• Directions: Repeat nothing but the lines below running from the one containing "use tracing::debug;" to the one containing "if skipped >". Keep both end lines.

• Supplied information:
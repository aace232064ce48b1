//! Handler for text-only instruction models.

use async_trait::async_trait;
use tracing::debug;

use crate::api::{ChatContent, ChatMessage};
use crate::core::conversation::ConversationHistory;
use crate::core::error::ChatError;
use crate::core::generation::GenerationConfig;
use crate::core::message::Message;
use crate::models::{HandlerCore, HandlerSpec, ModelFamily, ModelHandler};

pub struct TextHandler {
    core: HandlerCore,
}

impl TextHandler {
    pub fn new(id: &'static str, spec: HandlerSpec) -> Self {
        Self {
            core: HandlerCore::new(id, spec),
        }
    }
}

/// Keeps only the text of a message; the model cannot see media.
fn flatten_message(model: &str, message: &Message) -> ChatMessage {
    let skipped = message.media().count();
    if skipped > 0 {
        debug!(model, skipped, "dropping media from text-only prompt");
    }

    ChatMessage {
        role: message.role().as_str().to_string(),
        content: ChatContent::Text(message.text().trim().to_string()),
    }
}

#[async_trait]
impl ModelHandler for TextHandler {
    fn model_id(&self) -> &str {
        self.core.id()
    }

    fn served_model(&self) -> &str {
        self.core.served_model()
    }

    fn family(&self) -> ModelFamily {
        ModelFamily::Text
    }

    fn is_loaded(&self) -> bool {
        self.core.is_loaded()
    }

    async fn load_model(&mut self) -> Result<(), ChatError> {
        self.core.load().await
    }

    async fn generate(
        &self,
        history: &ConversationHistory,
        config: &GenerationConfig,
    ) -> Result<Message, ChatError> {
        self.core.ensure_loaded()?;

        let messages = history
            .iter()
            .map(|message| flatten_message(self.core.id(), message))
            .collect();

        self.core.complete(messages, config).await
    }
}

• Finished exercise:
use tracing::debug;

use crate::api::{ChatContent, ChatMessage};
use crate::core::conversation::ConversationHistory;
use crate::core::error::ChatError;
use crate::core::generation::GenerationConfig;
use crate::core::message::Message;
use crate::models::{HandlerCore, HandlerSpec, ModelFamily, ModelHandler};

pub struct TextHandler {
    core: HandlerCore,
}

impl TextHandler {
    pub fn new(id: &'static str, spec: HandlerSpec) -> Self {
        Self {
            core: HandlerCore::new(id, spec),
        }
    }
}

/// Keeps only the text of a message; the model cannot see media.
fn flatten_message(model: &str, message: &Message) -> ChatMessage {
    let skipped = message.media().count();
    if skipped > 0 {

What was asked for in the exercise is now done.